In one of my posts I call myself an
ancient man and write that
‘I read books.’ Well, this is true, and to take a look around my house you’ll find books tucked away in the most unlikely places—the laundry room, for instance, has a pine shelf bracketed to the wall with a hundred books.
But I’m not actually a book worm. At least, I don’t think so.

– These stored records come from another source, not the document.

//! # procwrap Alias Configuration
//!
//! File: cli/src/core/config.rs
//! Author: Christi Mahu
//!
//! ## Overview
//!
//! This module loads the user's command alias table. An alias maps a logical
//! command name (argument[0] as typed by the caller) to a concrete executable,
//! for example pointing `python` at a virtualenv interpreter. The table is
//! consulted exactly once per `Command` construction.
//!
//! ## Architecture
//!
//! - The file is TOML with a single `[aliases]` table of string values.
//! - Alias targets are tilde-expanded (`~` to the home directory).
//! - The table is loaded lazily on first use into a process-wide `OnceCell`
//!   and never mutated afterwards, so lookups need no locking.
//! - Resolution is best-effort: a missing file yields an empty table, and an
//!   unreadable or malformed file is logged with `warn!` and ignored.
//!
//! Configuration file location (first match wins):
//! 1. The path in the `PROCWRAP_CONFIG` environment variable
//! 2. User-specific `config.toml` in the platform config dir (`~/.config/procwrap/` on Linux)
//! 3. Legacy `~/.procwrap.toml`
//!
//! ## Examples
//!
//! ```toml
//! [aliases]
//! python = "~/venvs/tools/bin/python"
//! convert = "/opt/imagemagick/bin/convert"
//! ```
//!
//! ```rust,no_run
//! if let Some(target) = procwrap::core::config::resolve_alias("python") {
//!     println!("python runs as {}", target);
//! }
//! ```
//!
use crate::core::error::Result;
use anyhow::Context;
use directories::ProjectDirs;
use once_cell::sync::OnceCell;
use serde::Deserialize;
use std::collections::HashMap;
use std::{
    fs,
    path::{Path, PathBuf},
};
use tracing::{debug, info, warn};

/// Environment variable overriding the configuration file location.
pub const CONFIG_ENV_VAR: &str = "PROCWRAP_CONFIG";
const LEGACY_CONFIG_FILENAME: &str = ".procwrap.toml";

/// Represents the configuration file contents.
#[derive(Deserialize, Debug, Default, Clone)]
#[serde(deny_unknown_fields)]
pub struct Config {
    /// Command name -> replacement executable.
    #[serde(default)]
    pub aliases: HashMap<String, String>,
}

/// Read-only alias lookup table.
#[derive(Debug, Default, Clone, PartialEq, Eq)]
pub struct AliasTable {
    entries: HashMap<String, String>,
}

impl AliasTable {
    /// Builds a table from raw entries, expanding `~` in every target.
    pub fn from_entries(entries: HashMap<String, String>) -> Self {
        let entries = entries
            .into_iter()
            .map(|(name, target)| {
                let expanded = shellexpand::tilde(&target).into_owned();
                debug!("Alias entry: {} -> {}", name, expanded);
                (name, expanded)
            })
            .collect();
        Self { entries }
    }

    /// Returns the replacement executable for `name`, if configured.
    pub fn get(&self, name: &str) -> Option<&str> {
        self.entries.get(name).map(String::as_str)
    }

    pub fn len(&self) -> usize {
        self.entries.len()
    }

    pub fn is_empty(&self) -> bool {
        self.entries.is_empty()
    }
}

static ALIASES: OnceCell<AliasTable> = OnceCell::new();

/// Returns the process-wide alias table, loading it on first call.
pub fn aliases() -> &'static AliasTable {
    ALIASES.get_or_init(load_user_aliases)
}

/// Looks up `name` in the process-wide alias table.
///
/// This is the alias collaborator consulted by `Command` construction. An
/// absent mapping (or an absent configuration file) simply yields `None`.
pub fn resolve_alias(name: &str) -> Option<String> {
    aliases().get(name).map(str::to_owned)
}

/// Loads and parses an alias table from an explicit path.
///
/// Unlike the lazily loaded global table, errors are returned to the caller.
pub fn load_aliases_from_path(path: &Path) -> Result<AliasTable> {
    let content = fs::read_to_string(path)
        .with_context(|| format!("Failed to read configuration file: {}", path.display()))?;
    let config: Config = toml::from_str(&content)
        .with_context(|| format!("Failed to parse TOML from file: {}", path.display()))?;
    Ok(AliasTable::from_entries(config.aliases))
}

fn load_user_aliases() -> AliasTable {
    let Some(path) = find_config_path() else {
        debug!("No alias configuration file found.");
        return AliasTable::default();
    };
    info!("Loading alias configuration from: {}", path.display());
    match load_aliases_from_path(&path) {
        Ok(table) => {
            debug!("Loaded {} alias(es).", table.len());
            table
        }
        Err(e) => {
            warn!("Ignoring alias configuration: {:#}", e);
            AliasTable::default()
        }
    }
}

fn find_config_path() -> Option<PathBuf> {
    if let Some(explicit) = std::env::var_os(CONFIG_ENV_VAR) {
        let path = PathBuf::from(explicit);
        if path.is_file() {
            return Some(path);
        }
        warn!(
            "{} points to '{}', which is not a file.",
            CONFIG_ENV_VAR,
            path.display()
        );
        return None;
    }
    candidate_paths().into_iter().find(|p| p.is_file())
}

fn candidate_paths() -> Vec<PathBuf> {
    let mut candidates = Vec::new();
    if let Some(proj_dirs) = ProjectDirs::from("com", "Procwrap", "procwrap") {
        candidates.push(proj_dirs.config_dir().join("config.toml"));
    } else {
        warn!("Could not determine user config directory.");
    }
    if let Some(home) = dirs::home_dir() {
        candidates.push(home.join(LEGACY_CONFIG_FILENAME));
    }
    candidates
}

I like a saying I heard in a film about the author C. S. Lewis,
Shadowlands,
‘We read to know we are not alone.’ I’ve pondered the saying and wondered if its corollary isn’t, for me, just as true,
‘I write to know I’m not alone.’
This morning, at breakfast, I settled down to read Volume IV ‘Chemistry’ from the set
Science History of the Universe, a set of ten volumes published in 1909. I usually read from Volume I ‘Astronomy’, but I think Volume IV ‘Chemistry’ is my other favorite, though every volume startles.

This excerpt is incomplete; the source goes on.